Si nous passons ensuite au compte final du compte de résultat, nous sommes nous-mêmes très satisfaits de notre augmentation de 18% du résultat fixe par action. Nous voyons cela comme une métrique clé. Sur le dividende par action, vous verrez qu’il est inférieur à 48%. Mais je pense que je l’ai expliqué adéquatement étant donné que Capitec ne peut pas payer le dividende final. Grâce aux comités d’audit de diverses sociétés, nous avons réduit la valeur et radié les actifs pour un montant brut de 1,2 milliard de ZAR, qui est le bilan que nous voyons actuellement dans la meilleure position que nous pensons qu’ils devraient rester.

L’indice de rendement total, juste pour vous rappeler tous, est basé sur la date à laquelle vous avez reçu le dividende, que vous avez réinvesti dans l’action. Nous pensons que c’est le meilleur moyen de suivre vos performances par rapport à d’autres personnes, comme Berkshire Hathaway qui ne versent pas de dividendes. Dans un sens, il contient une erreur, mais il est toujours calculé.
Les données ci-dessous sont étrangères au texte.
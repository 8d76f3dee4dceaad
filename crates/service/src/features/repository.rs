use std::path::PathBuf;

use async_trait::async_trait;
use tokio::sync::RwLock;

use crate::errors::ServiceError;
use crate::features::domain::{Feature, FeatureMap};
use crate::storage::json_file_store::JsonFileStore;

/// Storage seam for role → feature grants.
///
/// Each mutating call is a single critical section: implementations must not
/// let two writers interleave on the same map.
#[async_trait]
pub trait FeatureRepository: Send + Sync {
    async fn features_for_role(&self, role: &str) -> Result<Vec<Feature>, ServiceError>;
    async fn categories(&self) -> Result<Vec<String>, ServiceError>;
    async fn features_by_category(&self, category: &str) -> Result<Vec<Feature>, ServiceError>;
    async fn insert_feature(&self, role: &str, feature: Feature) -> Result<bool, ServiceError>;
    async fn add_feature_ids(&self, role: &str, ids: &[String]) -> Result<usize, ServiceError>;
    async fn remove_feature_ids(&self, role: &str, ids: &[String]) -> Result<usize, ServiceError>;
    async fn snapshot(&self) -> Result<FeatureMap, ServiceError>;
    /// Install `seed` only if no role has been written yet.
    async fn seed_if_empty(&self, seed: FeatureMap) -> Result<bool, ServiceError>;
}

/// Process-memory repository; state resets on restart.
#[derive(Default)]
pub struct InMemoryFeatureRepository {
    inner: RwLock<FeatureMap>,
}

impl InMemoryFeatureRepository {
    pub fn new() -> Self { Self::default() }
}

#[async_trait]
impl FeatureRepository for InMemoryFeatureRepository {
    async fn features_for_role(&self, role: &str) -> Result<Vec<Feature>, ServiceError> {
        Ok(self.inner.read().await.features_for(role).to_vec())
    }

    async fn categories(&self) -> Result<Vec<String>, ServiceError> {
        Ok(self.inner.read().await.categories())
    }

    async fn features_by_category(&self, category: &str) -> Result<Vec<Feature>, ServiceError> {
        Ok(self.inner.read().await.features_by_category(category))
    }

    async fn insert_feature(&self, role: &str, feature: Feature) -> Result<bool, ServiceError> {
        Ok(self.inner.write().await.insert_feature(role, feature))
    }

    async fn add_feature_ids(&self, role: &str, ids: &[String]) -> Result<usize, ServiceError> {
        Ok(self.inner.write().await.add_feature_ids(role, ids))
    }

    async fn remove_feature_ids(&self, role: &str, ids: &[String]) -> Result<usize, ServiceError> {
        Ok(self.inner.write().await.remove_feature_ids(role, ids))
    }

    async fn snapshot(&self) -> Result<FeatureMap, ServiceError> {
        Ok(self.inner.read().await.clone())
    }

    async fn seed_if_empty(&self, seed: FeatureMap) -> Result<bool, ServiceError> {
        let mut map = self.inner.write().await;
        if !map.is_empty() {
            return Ok(false);
        }
        *map = seed;
        Ok(true)
    }
}

/// Repository persisted as a JSON role array, rewritten after every mutation.
pub struct JsonFileFeatureRepository {
    store: JsonFileStore<FeatureMap>,
}

impl JsonFileFeatureRepository {
    pub async fn open<P: Into<PathBuf>>(path: P) -> Result<Self, ServiceError> {
        Ok(Self { store: JsonFileStore::open(path).await? })
    }
}

#[async_trait]
impl FeatureRepository for JsonFileFeatureRepository {
    async fn features_for_role(&self, role: &str) -> Result<Vec<Feature>, ServiceError> {
        Ok(self.store.read(|m| m.features_for(role).to_vec()).await)
    }

    async fn categories(&self) -> Result<Vec<String>, ServiceError> {
        Ok(self.store.read(FeatureMap::categories).await)
    }

    async fn features_by_category(&self, category: &str) -> Result<Vec<Feature>, ServiceError> {
        Ok(self.store.read(|m| m.features_by_category(category)).await)
    }

    async fn insert_feature(&self, role: &str, feature: Feature) -> Result<bool, ServiceError> {
        self.store.update(|m| m.insert_feature(role, feature)).await
    }

    async fn add_feature_ids(&self, role: &str, ids: &[String]) -> Result<usize, ServiceError> {
        self.store.update(|m| m.add_feature_ids(role, ids)).await
    }

    async fn remove_feature_ids(&self, role: &str, ids: &[String]) -> Result<usize, ServiceError> {
        self.store.update(|m| m.remove_feature_ids(role, ids)).await
    }

    async fn snapshot(&self) -> Result<FeatureMap, ServiceError> {
        Ok(self.store.read(FeatureMap::clone).await)
    }

    async fn seed_if_empty(&self, seed: FeatureMap) -> Result<bool, ServiceError> {
        self.store
            .update(|m| {
                if m.is_empty() {
                    *m = seed;
                    true
                } else {
                    false
                }
            })
            .await
    }
}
Vous pouvez constater que la performance phénoménale de Capitec a nettement surperformé JSE All Share depuis sa création avec une croissance moyenne phénoménale de 49%. Nous sommes fiers de la croissance de 40% du PSG sur 25 ans.

Consult et Curro ont tous deux largement surperformé le marché. Zeder est la seule entreprise en retard sur le marché. Mais si vous faites un budget simple et revenez à certaines parties plutôt que de partager le prix, ils ont également surperformé le marché.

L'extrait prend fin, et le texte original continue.